Ukrainian drones target St Petersburg after Putin’s visit; Russia rejects Zelenskyy’s talks offer
Putin has rejected Zelenskyy’s offer for direct peace talks. Image courtesy: X.com/@KremlinRussia_E
New Delhi: Ukraine targeted St Petersburg in northwestern Russia, raining missiles on the second-largest city, a day after Vladimir Putin’s visit to attend an international economic forum, when he refused to hold direct peace talks with Volodymyr Zelenskyy. On Saturday, Ukrainian missiles were fired at St Petersburg, which hosted the global economic meet, where Putin had expressed his views on geopolitics, including Russian ties with friends India and China.
“Last night, our drones covered a distance of about 1,000 kilometres to the St. Petersburg region … to the enemy navy’s arsenals and a base in Kronstadt,” Zelenskyy wrote on X. He added that the drones also hit an oil depot in Russia’s southern Krasnodar region. The fresh attacks on St Petersburg are the latest escalation in the Ukraine-Russia war, and come as an embarrassment for Putin, who was in the city on Friday and hosted a global meet there. The Russian president’s efforts to project the Ukraine war as a distant event that did not disturb daily life were demolished by the Ukrainian attack in the far northwestern part of his nation.

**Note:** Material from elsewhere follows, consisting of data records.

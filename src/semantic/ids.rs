/// Index into the declaration table.
#[derive(Debug, Clone, Copy, PartialEq, Eq, Hash)]
pub struct DeclId(pub u32);

/// Index into the scope table.
#[derive(Debug, Clone, Copy, PartialEq, Eq, Hash)]
pub struct ScopeId(pub u32);
//! Path matching and symbolic link resolution.
//!
//! Member paths are `/`-separated strings stored verbatim in the archive.
//! Directory members usually carry a trailing `/`, queries often do not, and
//! archives created from `.` store every name under `./`. Paths are therefore
//! compared by their [normalized](normalize) form with the trailing separator
//! removed: `"Folder"`, `"Folder/"` and `"./Folder/"` name the same member,
//! while `"Folder"` never matches `"Folder/file"`.

/// Drop a single trailing `/`.
#[must_use]
pub fn trim_dir_slash(path: &str) -> &str {
    path.strip_suffix('/').unwrap_or(path)
}

/// The form two paths are compared in.
fn match_key(path: &str) -> String {
    let mut key = normalize(path);
    if key.ends_with('/') {
        key.pop();
    }
    key
}

/// True if `path` names the archive root (`""`, `"/"` or `"./"`).
#[must_use]
pub fn is_root(path: &str) -> bool {
    match_key(path).is_empty()
}

/// True if the stored member path `stored` is the one `query` asks for.
#[must_use]
pub fn matches(stored: &str, query: &str) -> bool {
    let query = match_key(query);
    !query.is_empty() && match_key(stored) == query
}

/// The directory part of `path`, up to and including its last `/`.
///
/// Empty when `path` has no separator. A trailing `/` on `path` itself is
/// ignored, so the parent of `"a/b/"` is `"a/"`.
#[must_use]
pub fn parent_prefix(path: &str) -> &str {
    let path = trim_dir_slash(path);
    match path.rfind('/') {
        Some(pos) => &path[..=pos],
        None => "",
    }
}

/// If `candidate` is an immediate child of directory `dir`, return its
/// normalized name relative to `dir` (with any trailing `/`).
///
/// `dir` may be given with or without its trailing `/`; the empty string is
/// the archive root.
#[must_use]
pub fn child_name(dir: &str, candidate: &str) -> Option<String> {
    let dir = match_key(dir);
    let candidate = normalize(candidate);
    let rest = if dir.is_empty() {
        candidate.as_str()
    } else {
        candidate.strip_prefix(dir.as_str())?.strip_prefix('/')?
    };
    let name = trim_dir_slash(rest);
    if name.is_empty() || name.contains('/') {
        return None;
    }
    Some(rest.to_owned())
}

/// Lexically normalize a member path.
///
/// Empty and `.` segments disappear, `..` removes the preceding segment and
/// never climbs above the root, leading separators are dropped. A trailing
/// `/` survives.
#[must_use]
pub fn normalize(path: &str) -> String {
    let mut segments: Vec<&str> = Vec::new();
    for segment in path.split('/') {
        match segment {
            "" | "." => {}
            ".." => {
                segments.pop();
            }
            s => segments.push(s),
        }
    }
    let mut normalized = segments.join("/");
    if path.ends_with('/') && !normalized.is_empty() {
        normalized.push('/');
    }
    normalized
}

/// Compute the member path a symbolic link points at.
///
/// A relative `target` is taken relative to the directory holding `link`;
/// an absolute one is taken from the archive root. The result is
/// [normalized](normalize).
///
/// ```
/// use tarquery::path::resolve_link;
///
/// assert_eq!(resolve_link("Folder/link.txt", "real.txt"), "Folder/real.txt");
/// assert_eq!(resolve_link("link.txt", "real.txt"), "real.txt");
/// assert_eq!(resolve_link("a/b/link", "../c"), "a/c");
/// assert_eq!(resolve_link("a/b/link", "/top/file"), "top/file");
/// ```
#[must_use]
pub fn resolve_link(link: &str, target: &str) -> String {
    if target.starts_with('/') {
        return normalize(target);
    }
    let mut joined = String::with_capacity(link.len() + target.len());
    joined.push_str(parent_prefix(link));
    joined.push_str(target);
    normalize(&joined)
}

Russia advised residents of the city not to venture out of their homes after the large-scale Ukrainian drone attack. Ukraine has previously demonstrated its capabilities to target deep inside Russia during the four-plus years of war that began in February 2022, destroying key military assets in those strikes. The latest drone strikes were a validation of that Ukrainian capabilities.
Ukrainian drone strikes St Petersburg
Reports from Russia quoted St Petersburg governor Alexander Beglov on three civilians being injured in the Ukrainian attacks. Beglov asked the city’s residents to stay indoors, warning them of possible disruptions to mobile connectivity. The regional governor, Alexander Drozdenko, said Russian air defence had intercepted 141 Ukrainian drones over the Leningrad region, describing the drone strikes as “unprecedented”.
Reports claimed a Ukrainian drone strike on an oil terminal in St. Petersburg set the facility on fire. The drones also struck a nearby naval base on Wednesday, just hours before the St Petersburg International Economic Forum, Putin’s signature annual investment show. The Russian defence ministry, meanwhile, claimed it shot down 376 Ukrainian drones.
Ukraine too faced Russian drone fury. On Saturday, Russia hit three Ukrainian districts in the Dnipropetrovsk region with nearly 30 times higher number of drones and artillery, according to the regional chief Oleksandr Hanzha. In Ukraine’s Zaporizhzhia, seven people were rushed to hospitals after a Russian drone hit a parking lot, setting the place ablaze, the regional head Ivan Fedorov said. Russia targeted Ukraine overnight with 272 strike drones. Ukrainian air defences shot down 249 of them, the Ukrainian air force said Saturday.
Putin rejects Zelenskyy’s talks proposal
At the forum on Thursday and Friday, Putin said Russia would strengthen its air defences to thwart Ukrainian drone attacks that had only increased in scale and depth in recent months. The latest drone attacks last week had cast a doubt on the event’s safety and security in St. Petersburg, Putin’s hometown.
On Friday, Putin rejected Zelenskyy’s proposal to hold direct peace talks to end the war, noting he saw “no point” in meeting the Ukrainian president. Zelenskyy had published a letter, addressed to Putin, with a suggestion for talks on Thursday. This was the first direct message between the two presidents since the war began in 2022. The letter was also a sweeping criticism of Putin’s 26-year rule over Russia, taunting him about his age. While Putin is aged 73, Zelenskyy is 25 years younger at 48.
In response to Putin’s dismissal of Zelenskyy’s talks proposal, Ukrainian foreign minister Andrii Sybiha said things would “only get worse for Russia” in the war. “Failures will get more humiliating,” he wrote on X. Sybiha also warned that there were “no safe places in Russia that can be exempt” from Ukrainian long-range attacks. He further added that the intensity of attacks will “continue to grow”.
The war on the ground in Ukraine has seen no forward movement, as drone swarms from either side have hindered advances of troops, military vehicles, and their equipment. However, the war has gone asymmetrical through long-range aerial strikes using low-cost drones to target high-value assets on either side, escalating the military operations in the air domain.